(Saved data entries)

----

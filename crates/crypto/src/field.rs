//! BN254 scalar field elements.
//!
//! Every leaf, root and intermediate hash lives in the scalar field of BN254,
//! the curve both the circuits and the contract operate over. Values coming
//! from outside (strings, byte encodings, serde) are checked against the
//! modulus and rejected rather than silently reduced.

use std::fmt;
use std::str::FromStr;

use ark_bn254::Fr;
use ark_ff::{BigInteger, MontFp, PrimeField, Zero};
use num_bigint::BigUint;
use serde::{de, Deserialize, Deserializer, Serialize, Serializer};

use crate::error::{CryptoError, Result};

/// Order of the BN254 scalar field, in decimal.
pub const SNARK_FIELD_SIZE: &str =
    "21888242871839275222246405745257275088548364400416034343698204186575808495617";

/// `keccak256("Maci") % SNARK_FIELD_SIZE`, the zero leaf of message queues.
pub const NOTHING_UP_MY_SLEEVE: FieldElement = FieldElement(MontFp!(
    "8370432830353022751713833565135785980866757267633941821328460903436894336785"
));

/// An element of the BN254 scalar field.
#[derive(Clone, Copy, Debug, Default, PartialEq, Eq, Hash, PartialOrd, Ord)]
pub struct FieldElement(Fr);

impl FieldElement {
    pub fn zero() -> Self {
        Self(Fr::zero())
    }

    pub fn is_zero(&self) -> bool {
        self.0.is_zero()
    }

    /// The underlying arkworks field element.
    pub fn inner(&self) -> Fr {
        self.0
    }

    /// The field modulus as an unbounded integer.
    pub fn modulus() -> BigUint {
        BigUint::from_bytes_le(&Fr::MODULUS.to_bytes_le())
    }

    /// Convert an integer, failing if it is not below the modulus.
    pub fn from_biguint(value: &BigUint) -> Result<Self> {
        if *value >= Self::modulus() {
            return Err(CryptoError::FieldElementOutOfRange(value.to_string()));
        }
        Ok(Self(Fr::from_le_bytes_mod_order(&value.to_bytes_le())))
    }

    pub fn to_biguint(&self) -> BigUint {
        BigUint::from_bytes_le(&self.0.into_bigint().to_bytes_le())
    }

    /// Decode a 32-byte little-endian encoding.
    pub fn from_le_bytes(bytes: &[u8]) -> Result<Self> {
        if bytes.len() != 32 {
            return Err(CryptoError::InvalidFieldEncoding(format!(
                "expected 32 bytes, got {}",
                bytes.len()
            )));
        }
        Self::from_biguint(&BigUint::from_bytes_le(bytes))
    }

    pub fn to_le_bytes(&self) -> Vec<u8> {
        self.0.into_bigint().to_bytes_le()
    }

    /// 32-byte big-endian encoding, i.e. the EVM `uint256` word.
    pub fn to_be_bytes(&self) -> Vec<u8> {
        self.0.into_bigint().to_bytes_be()
    }

    /// `0x`-prefixed, zero-padded big-endian hex.
    pub fn to_hex(&self) -> String {
        format!("0x{}", hex::encode(self.to_be_bytes()))
    }

    pub fn from_hex(s: &str) -> Result<Self> {
        let digits = s.strip_prefix("0x").unwrap_or(s);
        let value = BigUint::parse_bytes(digits.as_bytes(), 16)
            .ok_or_else(|| CryptoError::InvalidFieldEncoding(s.to_string()))?;
        Self::from_biguint(&value)
    }
}

impl From<Fr> for FieldElement {
    fn from(value: Fr) -> Self {
        Self(value)
    }
}

impl From<FieldElement> for Fr {
    fn from(value: FieldElement) -> Self {
        value.0
    }
}

impl From<u64> for FieldElement {
    fn from(value: u64) -> Self {
        Self(Fr::from(value))
    }
}

impl FromStr for FieldElement {
    type Err = CryptoError;

    /// Parses decimal, or hex when prefixed with `0x`.
    fn from_str(s: &str) -> Result<Self> {
        let s = s.trim();
        if s.starts_with("0x") {
            return Self::from_hex(s);
        }
        let value = BigUint::parse_bytes(s.as_bytes(), 10)
            .ok_or_else(|| CryptoError::InvalidFieldEncoding(s.to_string()))?;
        Self::from_biguint(&value)
    }
}

impl fmt::Display for FieldElement {
    fn fmt(&self, f: &mut fmt::Formatter<'_>) -> fmt::Result {
        write!(f, "{}", self.to_biguint())
    }
}

// Decimal strings on the wire, matching how the coordinator stringifies bigints.
impl Serialize for FieldElement {
    fn serialize<S: Serializer>(&self, serializer: S) -> std::result::Result<S::Ok, S::Error> {
        serializer.collect_str(self)
    }
}

impl<'de> Deserialize<'de> for FieldElement {
    fn deserialize<D: Deserializer<'de>>(deserializer: D) -> std::result::Result<Self, D::Error> {
        let s = String::deserialize(deserializer)?;
        s.parse().map_err(de::Error::custom)
    }
}

#[cfg(test)]
mod tests {
    use super::*;

    #[test]
    fn test_modulus_matches_snark_field_size() {
        assert_eq!(FieldElement::modulus().to_string(), SNARK_FIELD_SIZE);
    }

    #[test]
    fn test_rejects_values_outside_field() {
        let p = FieldElement::modulus();
        assert!(matches!(
            FieldElement::from_biguint(&p),
            Err(CryptoError::FieldElementOutOfRange(_))
        ));
        assert!(FieldElement::from_biguint(&(p.clone() + 1u32)).is_err());

        let largest = FieldElement::from_biguint(&(p - 1u32)).unwrap();
        assert_eq!(largest.inner() + Fr::from(1u64), Fr::zero());
    }

    #[test]
    fn test_parse_decimal_and_hex() {
        let x: FieldElement = "255".parse().unwrap();
        assert_eq!(x, FieldElement::from(255u64));
        assert_eq!(x.to_hex(), format!("0x{}ff", "0".repeat(62)));
        assert_eq!(FieldElement::from_hex(&x.to_hex()).unwrap(), x);
        assert_eq!("0xff".parse::<FieldElement>().unwrap(), x);

        assert!(matches!(
            "not a number".parse::<FieldElement>(),
            Err(CryptoError::InvalidFieldEncoding(_))
        ));
        assert!(SNARK_FIELD_SIZE.parse::<FieldElement>().is_err());
    }

    #[test]
    fn test_byte_encodings() {
        let x = FieldElement::from(0x0102u64);
        let le = x.to_le_bytes();
        assert_eq!(le.len(), 32);
        assert_eq!(&le[..2], &[0x02, 0x01]);
        assert_eq!(FieldElement::from_le_bytes(&le).unwrap(), x);
        assert!(FieldElement::from_le_bytes(&le[..31]).is_err());
        assert!(FieldElement::from_le_bytes(&[0xff; 32]).is_err());
    }

    #[test]
    fn test_nothing_up_my_sleeve() {
        assert_eq!(
            NOTHING_UP_MY_SLEEVE.to_string(),
            "8370432830353022751713833565135785980866757267633941821328460903436894336785"
        );
    }

    #[test]
    fn test_serde_as_decimal_string() {
        let x = FieldElement::from(12345u64);
        let json = serde_json::to_string(&x).unwrap();
        assert_eq!(json, "\"12345\"");
        assert_eq!(serde_json::from_str::<FieldElement>(&json).unwrap(), x);

        let too_big = format!("\"{}\"", SNARK_FIELD_SIZE);
        assert!(serde_json::from_str::<FieldElement>(&too_big).is_err());
    }
}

----

● **What you are asked to do**
Show, from the entries above, every line that includes the string "Result".

● **Written response**
use crate::error::{CryptoError, Result};
    pub fn from_biguint(value: &BigUint) -> Result<Self> {
    pub fn from_le_bytes(bytes: &[u8]) -> Result<Self> {
    pub fn from_hex(s: &str) -> Result<Self> {
    fn from_str(s: &str) -> Result<Self> {
    fn fmt(&self, f: &mut fmt::Formatter<'_>) -> fmt::Result {
    fn serialize<S: Serializer>(&self, serializer: S) -> std::result::Result<S::Ok, S::Error> {
    fn deserialize<D: Deserializer<'de>>(deserializer: D) -> std::result::Result<Self, D::Error> {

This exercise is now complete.